Como acontece com o clima dos dias instáveis, na sua vida o sol tornou-se sombra e frio e chuva e trovoada e relâmpago e raio. Tudo o que lhe pertencia se fez alheio. Todos os gostos se lhe mudaram em desgostos. Quando deu por isso, estava apenas acompanhada de cuidados, pressões, impasses. Tornou-se insegura, inquieta, insatisfeita. Ficou ausente de si mesma e carregada dessa ausência. Quando quer saber o que lhe aconteceu, é como se lesse um texto numa língua que não compreende inteiramente e do qual só consegue decifrar algumas palavras. Cada dia que passa acrescenta-lhe o dia anterior de um problema, de um desgaste, de uma tortura. Olha-se no espelho e vê um rosto envelhecido pela surpresa lenta e dura da incompreensão. Vêm-lhe à boca palavras como azar, desventura, desânimo, derrota.

A noite cresce contra ela. Esteve horas sentada na cama, em frente da televisão, a pensar que não queria pensar. Olhou o ecrã, ouviu o som como se o aparelho estivesse estragado. Parecia-lhe que as vozes se aproximavam, depois que se afastavam. As imagens corriam, depois paravam. Ávida, comeu uma caixa de chocolates. O pijama ficou cheio de nódoas, o lençol babado de uma baba pegajosa e escura. Com a mão presa ao comando, mudou de canal sem parar, num zapping de si mesma, delirante e inútil. Não conseguia fixar a atenção. Ouvia palavras da política misturadas com gritos de crimes. Escutava números da economia sobrepostos a imagens de desportos. Tudo lhe foi a mesma coisa, o mesmo espectáculo indiferente. O estado de agitação e fadiga em que se encontra, com aquela espécie de jet lag perpétuo, abre-lhe as portas da percepção. Vê em si, com toda a evidência, aquilo que tinha apenas adivinhado: uma doença que nem esse nome quer usar.

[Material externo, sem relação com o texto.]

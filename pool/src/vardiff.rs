use std::collections::VecDeque;

use crate::config::VarDiffConfig;

/// Process-wide retarget parameters, derived once from config.
#[derive(Debug, Clone, Copy)]
pub struct VarDiff {
    /// Desired seconds between shares.
    pub target_time: f64,
    pub t_min: f64,
    pub t_max: f64,
    /// Largest single step, percent.
    pub max_jump: f64,
    pub min_diff: u64,
    pub max_diff: u64,
    pub buffer_size: usize,
}

impl VarDiff {
    pub fn from_config(cfg: &VarDiffConfig) -> Self {
        let target = cfg.target_time as f64;
        let variance = cfg.variance_percent / 100.0 * target;
        let buffer_size = ((cfg.retarget_time / cfg.target_time.max(1)) * 4).max(1) as usize;

        Self {
            target_time: target,
            t_min: target - variance,
            t_max: target + variance,
            max_jump: cfg.max_jump,
            min_diff: cfg.min_diff,
            max_diff: cfg.max_diff,
            buffer_size,
        }
    }

    /// Compute a retarget for a session at `difficulty` whose last accepted
    /// share was `since_last` seconds ago.
    ///
    /// The gap since the last share joins the average as one extra sample
    /// when it already exceeds `t_max`, so an idle miner drifts down even
    /// with an empty ring.
    pub fn retarget(&self, ring: &ShareTimeRing, difficulty: u64, since_last: u64) -> Retarget {
        let stale = since_last as f64 > self.t_max;
        let avg = match ring.avg(if stale { Some(since_last) } else { None }) {
            Some(avg) => avg,
            None => return Retarget::Unchanged,
        };

        let current = difficulty as f64;
        let (mut next, direction) = if avg > self.t_max && difficulty > self.min_diff {
            let next = self.target_time / avg * current;
            (next.max(self.min_diff as f64), -1.0)
        } else if avg < self.t_min && difficulty < self.max_diff {
            let next = self.target_time / avg * current;
            (next.min(self.max_diff as f64), 1.0)
        } else {
            return Retarget::Unchanged;
        };

        if (next - current).abs() / current * 100.0 > self.max_jump {
            next = current + self.max_jump / 100.0 * current * direction;
        }

        let next = next.round().max(1.0) as u64;
        Retarget::Staged {
            difficulty: next,
            reset_last_share: stale,
        }
    }
}

#[derive(Debug, Clone, Copy, PartialEq, Eq)]
pub enum Retarget {
    Unchanged,
    /// New difficulty for the next job. `reset_last_share` is set when the
    /// stale gap drove the decision.
    Staged { difficulty: u64, reset_last_share: bool },
}

/// Fixed-capacity ring of inter-share intervals in seconds.
#[derive(Debug, Clone)]
pub struct ShareTimeRing {
    samples: VecDeque<u64>,
    capacity: usize,
}

impl ShareTimeRing {
    pub fn new(capacity: usize) -> Self {
        Self {
            samples: VecDeque::with_capacity(capacity),
            capacity: capacity.max(1),
        }
    }

    pub fn append(&mut self, interval: u64) {
        if self.samples.len() == self.capacity {
            self.samples.pop_front();
        }
        self.samples.push_back(interval);
    }

    /// Mean interval, optionally counting one extra sample. `None` when there
    /// is nothing to average.
    pub fn avg(&self, extra: Option<u64>) -> Option<f64> {
        let count = self.samples.len() + usize::from(extra.is_some());
        if count == 0 {
            return None;
        }
        let sum: u64 = self.samples.iter().sum::<u64>() + extra.unwrap_or(0);
        Some(sum as f64 / count as f64)
    }

    pub fn clear(&mut self) {
        self.samples.clear();
    }

    pub fn len(&self) -> usize {
        self.samples.len()
    }

    pub fn is_empty(&self) -> bool {
        self.samples.is_empty()
    }
}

Apaga a televisão e tenta adormecer. Não consegue. Tenta outra vez. Dá voltas e mais voltas. Olha o relógio. São cinco horas da madrugada. Liga a televisão outra vez. Continua a mudar de canal, à procura de uma imagem, de um som que a repouse. Dói-lhe o corpo, já não tem posição, agarra-se à almofada, estica as pernas. Tomou dois comprimidos para dormir. Está num canal que fala uma língua que lhe é desconhecida. Fica presa a uma imagem a preto e branco. Nela, uma mulher com um rosto roto pelas rugas corre à frente de quem a persegue. Uma música aguda segue-a também. A mulher cai e é apanhada. O plano muda e aparece um homem a falar com um gesto repetitivo. Ela não percebe o que ouve, mas percebe o que vê. Continua a olhar. De repente, fica com sono. Subjuga-se a ele. Está quase a adormecer, faz um esforço para aproveitar uma oportunidade que não se repetirá. Passam minutos e o sono passa também. Começa outra vez a dar voltas. Agarra um livro que tem à mão e tenta ler. Não consegue concentrar-se. As frases não chegam ao fim. É como se o livro fosse escrito na estranha língua do filme a preto e branco.

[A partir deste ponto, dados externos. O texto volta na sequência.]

impl ShareProcessor {
    #[allow(clippy::too_many_arguments)]
    pub fn new(
        templates: Arc<BlockTemplateManager>,
        daemon: Arc<dyn DaemonRpc>,
        codec: Arc<dyn BlockCodec>,
        hasher: Arc<dyn PowHasher>,
        stats: Arc<dyn StatsStore>,
        bans: Arc<BanManager>,
        sessions: Arc<SessionRegistry>,
        trust: ShareTrustConfig,
    ) -> Self {
        if trust.enabled {
            tracing::info!(
                "Share trust enabled: threshold={}, min={}%, step={}%",
                trust.threshold,
                trust.min,
                trust.step_down
            );
        }
        Self {
            templates,
            daemon,
            codec,
            hasher,
            stats,
            bans,
            sessions,
            trust,
        }
    }

    /// Handle a `submit` for an authenticated session.
    pub async fn submit(&self, session: &mut MinerSession, params: &SubmitParams) -> Result<ShareKind, PoolError> {
        let nonce = params.nonce.as_deref().unwrap_or("");
        let job_id = params.job_id.as_deref().unwrap_or("");

        let Some((difficulty, height)) = session.find_job(job_id).map(|j| (j.difficulty, j.height)) else {
            return Err(PoolError::InvalidJobId);
        };

        if !is_valid_nonce(nonce) {
            tracing::warn!("Malformed nonce {:?} from {}", nonce, session.label());
            self.reject(session, difficulty, height, ShareTag::MalformedNonce);
            if self.bans.escalate(&session.ip).await {
                self.drop_session(session).await;
            }
            return Err(PoolError::DuplicateShare);
        }

        let job = {
            let Some(job) = session.find_job_mut(job_id) else {
                return Err(PoolError::InvalidJobId);
            };
            if job.submissions.iter().any(|n| n == nonce) {
                tracing::warn!("Duplicate share {} on job {} from {}", nonce, job_id, session.label());
                self.reject(session, difficulty, height, ShareTag::Duplicate);
                self.invalid(session).await;
                return Err(PoolError::DuplicateShare);
            }
            job.submissions.push(nonce.to_string());
            job.clone()
        };

        let Some(template) = self.templates.find(job.height).await else {
            tracing::warn!("Block expired, height {} from {}", job.height, session.label());
            self.reject(session, job.difficulty, job.height, ShareTag::BlockExpired);
            return Err(PoolError::BlockExpired);
        };

        if job.difficulty == 0 {
            tracing::info!("Invalid job difficulty from {}", session.label());
            return Err(PoolError::InvalidDifficulty);
        }

        let reported = params.result.as_deref().and_then(parse_hash);

        if let Some(reported) = &reported {
            if self.trusted(session) && !difficulty::meets_difficulty(reported, template.difficulty) {
                if !difficulty::meets_difficulty(reported, job.difficulty) {
                    tracing::warn!(
                        "Rejected trusted share of {} below difficulty {} from {}",
                        difficulty::hash_difficulty(reported),
                        job.difficulty,
                        session.label()
                    );
                    self.reject(session, job.difficulty, job.height, ShareTag::LowDifficulty);
                    self.invalid(session).await;
                    return Err(PoolError::BadShare);
                }
                self.accept(session, &job, None);
                if self.bans.record_share(&session.ip, true).await {
                    self.drop_session(session).await;
                }
                tracing::info!(
                    "Accepted trusted share at difficulty {} from {}",
                    job.difficulty,
                    session.label()
                );
                return Ok(ShareKind::Trusted);
            }
        }

        let (block_blob, hash) = match self.compute(&template, &job, nonce) {
            Ok(v) => v,
            Err(e) => {
                tracing::error!("Could not rebuild block for {}: {:#}", session.label(), e);
                self.reject(session, job.difficulty, job.height, ShareTag::HashMismatch);
                self.invalid(session).await;
                return Err(PoolError::BadShare);
            }
        };

        if reported != Some(hash) {
            tracing::warn!("Bad hash from miner {}", session.label());
            self.reject(session, job.difficulty, job.height, ShareTag::HashMismatch);
            self.invalid(session).await;
            return Err(PoolError::BadShare);
        }

        let share_diff = difficulty::hash_difficulty(&hash);

        if difficulty::meets_difficulty(&hash, template.difficulty) {
            let block = self.submit_block(session, &template, &job, &block_blob).await;
            self.accept(session, &job, block);
            self.valid(session).await;
            return Ok(ShareKind::Block);
        }

        if !difficulty::meets_difficulty(&hash, job.difficulty) {
            tracing::warn!("Rejected low difficulty share of {} from {}", share_diff, session.label());
            self.reject(session, job.difficulty, job.height, ShareTag::LowDifficulty);
            self.invalid(session).await;
            return Err(PoolError::BadShare);
        }

        self.accept(session, &job, None);
        self.valid(session).await;
        tracing::info!(
            "Accepted valid share at difficulty {}/{} from {}",
            job.difficulty,
            share_diff,
            session.label()
        );
        Ok(ShareKind::Valid)
    }

    fn compute(&self, template: &BlockTemplate, job: &Job, nonce: &str) -> anyhow::Result<(Vec<u8>, [u8; 32])> {
        let nonce_bytes: [u8; 4] = hex::decode(nonce)?
            .try_into()
            .map_err(|_| anyhow::anyhow!("nonce must be 4 bytes"))?;
        let blob = template.blob_with_extra_nonce(job.extra_nonce);
        let block = self.codec.construct_block_blob(&blob, &nonce_bytes)?;
        let converted = self.codec.convert_blob(&block)?;
        let seed = hex::decode(&template.seed_hash)?;
        let hash = self.hasher.hash(&converted, &seed)?;
        Ok((block, hash))
    }

    /// Submit a block candidate. Returns the block to record when the
    /// daemon accepted it.
    async fn submit_block(
        &self,
        session: &MinerSession,
        template: &BlockTemplate,
        job: &Job,
        block_blob: &[u8],
    ) -> Option<BlockRecord> {
        metrics::inc_block_submit_attempts();
        match self.daemon.submit_block(&hex::encode(block_blob)).await {
            Ok(()) => {
                let block_id = match self.codec.block_id(block_blob) {
                    Ok(id) => hex::encode(id),
                    Err(e) => {
                        tracing::error!("Could not compute block id: {:#}", e);
                        String::new()
                    }
                };
                tracing::info!(
                    "Block {} found at height {} by miner {} - submit",
                    block_id.get(..6).unwrap_or(&block_id),
                    job.height,
                    session.label()
                );
                metrics::inc_blocks_found();

                let templates = self.templates.clone();
                tokio::spawn(async move {
                    templates.refresh_now().await;
                });

                Some(BlockRecord {
                    hash: block_id,
                    height: job.height,
                    network_difficulty: template.difficulty,
                })
            }
            Err(e) => {
                // The hash was checked locally, so this is a valid share the
                // daemon turned down, usually a race with a new chain tip.
                metrics::inc_block_submit_rejected();
                tracing::error!(
                    "Error submitting block at height {} from {}, share type: valid - {:#}",
                    job.height,
                    session.label(),
                    e
                );
                None
            }
        }
    }

    fn trusted(&self, session: &MinerSession) -> bool {
        if !self.trust.enabled {
            return false;
        }
        match &session.trust {
            Some(trust) => trust.trusts(rand::random::<f64>()),
            None => false,
        }
    }

    fn record(&self, session: &MinerSession, difficulty: u64, height: u64) -> ShareRecord {
        ShareRecord {
            login: session.login.clone(),
            pass: session.pass.clone(),
            difficulty,
            height,
            timestamp_ms: Utc::now().timestamp_millis(),
        }
    }

    fn accept(&self, session: &mut MinerSession, job: &Job, block: Option<BlockRecord>) {
        metrics::inc_accepted();
        let record = self.record(session, job.difficulty, job.height);
        let stats = self.stats.clone();
        spawn_stats(async move { stats.record_share(&record, block.as_ref()).await });
        session.record_share_time(unix_now());
    }

    fn reject(&self, session: &MinerSession, difficulty: u64, height: u64, tag: ShareTag) {
        metrics::inc_rejected(tag.reason());
        let record = self.record(session, difficulty, height);
        let stats = self.stats.clone();
        spawn_stats(async move { stats.record_infraction(&record, tag).await });
    }

    /// A locally verified good share.
    async fn valid(&self, session: &mut MinerSession) {
        if self.trust.enabled {
            if let Some(trust) = session.trust.as_mut() {
                trust.reward(&self.trust);
            }
        }
        if self.bans.record_share(&session.ip, true).await {
            self.drop_session(session).await;
        }
    }

    async fn invalid(&self, session: &mut MinerSession) {
        if self.trust.enabled {
            if let Some(trust) = session.trust.as_mut() {
                trust.penalize(&self.trust);
            }
        }
        if self.bans.record_share(&session.ip, false).await {
            self.drop_session(session).await;
        }
    }

    async fn drop_session(&self, session: &MinerSession) {
        tracing::warn!("Dropping session of banned miner {}", session.label());
        self.sessions.remove(&session.id).await;
    }
}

Fecha o livro, atira-o para o chão, com raiva. Apaga a luz, tenta dormir de novo, dá voltas e mais voltas. Não consegue. Levanta-se. Vai para o sofá, liga a televisão da sala. Passado um bocado, adormece. Sonha com a sua insónia. Dorme duas horas e acorda. Está torcida, amarrotada, desfeita. Tem o pescoço a doer-lhe. Olha a janela e vê que o dia começa a clarear. Fica perdida, suspensa. A televisão continua ligada e as suas vozes enervam-na. Tira-lhe o som. O tempo arrefeceu, mas ela não tem frio. Fica imóvel, a olhar o vidro embaciado da janela. Passa a mão pelo cabelo, pelo rosto, pelo corpo, a desejar a carícia que ninguém lhe faz. Permanece assim, nauseada, esgotada, anulada. De repente, o alarme do telemóvel toca. Assusta-se. Salta. Tem de se arranjar. Fica ainda um bocado sentada. Está quase a adormecer. Deixa-se dormir uns minutos. Acorda, estremunhada, com medo de já estar atrasada. Corre para a casa de banho. Toma duche num instante. Sai do banho, mas é como se a água a tivesse sujado.